Thyroid carcinoma is one of the fastest growing cancers in the United States with an estimated 44,670 new cases in 2010, of which 80-90% are papillary in type. With current multimodality therapies, 5-year survival is >95%, however prognosis is markedly influenced by patient age and older age at diagnosis is one of the strongest risk factor for differentiated thyroid cancer (DTC) tumor-related death. Age at presentation is such a determinant of prognosis that it is built into the current AJCC TNM thyroid cancer staging scheme with age >45 years set as the threshold for upstaging patients who have similar tumor size and nodal status. Indeed, 10- year DTC survival is 99.8% in patients with stage I disease and only 40.7% in those with stage IV disease. Despite the age-related differences in DTC prognosis, current treatment is characterized by protocols that are rarely modified for elderly patients. Recent knowledge of the genetic changes in thyroid carcinogenesis has led to a better understanding of DTC clinical behavior. An activating mutation of BRAF is now recognized to be frequently associated with aggressive biologic features including a higher risk of disease recurrence and mortality. But current clinical treatment does not yet take BRAF status into account, nor is testing for BRAF widely available. At our highvolume center (~500 cases of thyroid cancer/year) we have routinely tested cytology specimens and thyroid tissue for BRAFV600E since 2007. In this proposal, we hypothesize that older age is a risk modifier for BRAFpositive thyroid cancer.
We aim to 1) characterize the association between age, BRAF status and disease outcomes in a large cohort study with longitudinal follow-up, 2) identify novel clinical and molecular markers that are BRAF-dependent and independent risk modifiers and also contribute to the poor disease outcome observed in elderly patients and 3) prospectively study how augmented risk stratification using age and BRAF status can alter current surgical treatment algorithms and improve disease-specific outcomes.

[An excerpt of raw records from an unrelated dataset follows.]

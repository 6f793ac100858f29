//! Ordered registry of guardrail checks

use std::panic::{catch_unwind, AssertUnwindSafe};

use serde::{Deserialize, Serialize};
use tracing::{debug, info, warn};

use crate::check::GuardrailCheck;
use crate::context::GuardrailContext;

/// Aggregated decision for one request.
///
/// Invariant: `error_message` is `Some` exactly when `passed` is false.
#[derive(Debug, Clone, Serialize, Deserialize, PartialEq, Eq)]
pub struct GuardrailResult {
    pub passed: bool,
    pub error_message: Option<String>,
}

impl GuardrailResult {
    /// Every check passed (or none ran)
    pub fn allowed() -> Self {
        Self {
            passed: true,
            error_message: None,
        }
    }

    /// A check positively matched; carries its rejection message
    pub fn blocked(message: impl Into<String>) -> Self {
        Self {
            passed: false,
            error_message: Some(message.into()),
        }
    }
}

/// Ordered set of guardrail checks, populated once at startup and then
/// shared read-only across all in-flight requests.
///
/// Registration order is significant: it defines evaluation and
/// short-circuit order.
#[derive(Default)]
pub struct GuardrailRegistry {
    checks: Vec<Box<dyn GuardrailCheck>>,
}

impl GuardrailRegistry {
    pub fn new() -> Self {
        Self::default()
    }

    /// Append a check. Call before the server starts accepting requests;
    /// registration itself is not synchronized.
    pub fn register(&mut self, check: Box<dyn GuardrailCheck>) {
        info!("Registered guardrail check: {}", check.name());
        self.checks.push(check);
    }

    pub fn len(&self) -> usize {
        self.checks.len()
    }

    pub fn is_empty(&self) -> bool {
        self.checks.is_empty()
    }

    /// Evaluate every registered check against one context.
    ///
    /// Stops at the first failing check and returns its message. A check
    /// that errors or panics fails open: it counts as a pass and the
    /// remaining checks still run.
    pub fn run_all(&self, context: &GuardrailContext) -> GuardrailResult {
        for check in &self.checks {
            let verdict = match catch_unwind(AssertUnwindSafe(|| check.evaluate(context))) {
                Ok(Ok(verdict)) => verdict,
                Ok(Err(e)) => {
                    debug!("Check '{}' errored, failing open: {}", check.name(), e);
                    continue;
                }
                Err(_) => {
                    debug!("Check '{}' panicked, failing open", check.name());
                    continue;
                }
            };

            if !verdict.passed {
                let message = verdict
                    .message
                    .unwrap_or_else(|| "Request blocked by content policy.".to_string());
                warn!("Guardrail '{}' blocked request: {}", check.name(), message);
                return GuardrailResult::blocked(message);
            }
        }
        GuardrailResult::allowed()
    }
}

impl std::fmt::Debug for GuardrailRegistry {
    fn fmt(&self, f: &mut std::fmt::Formatter<'_>) -> std::fmt::Result {
        let names: Vec<&str> = self.checks.iter().map(|c| c.name()).collect();
        f.debug_struct("GuardrailRegistry")
            .field("checks", &names)
            .finish()
    }
}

Older patients with thyroid cancer have a poorer prognosis yet current treatment modalities are not well optimized or modified. BRAFV600E is an activating mutation that is often associated with thyroid cancer with aggressive behavior. This study will define how older age and BRAF status are risk modifiers for thyroid cancer patients and evaluate outcomes after optimization of patient management algorithms.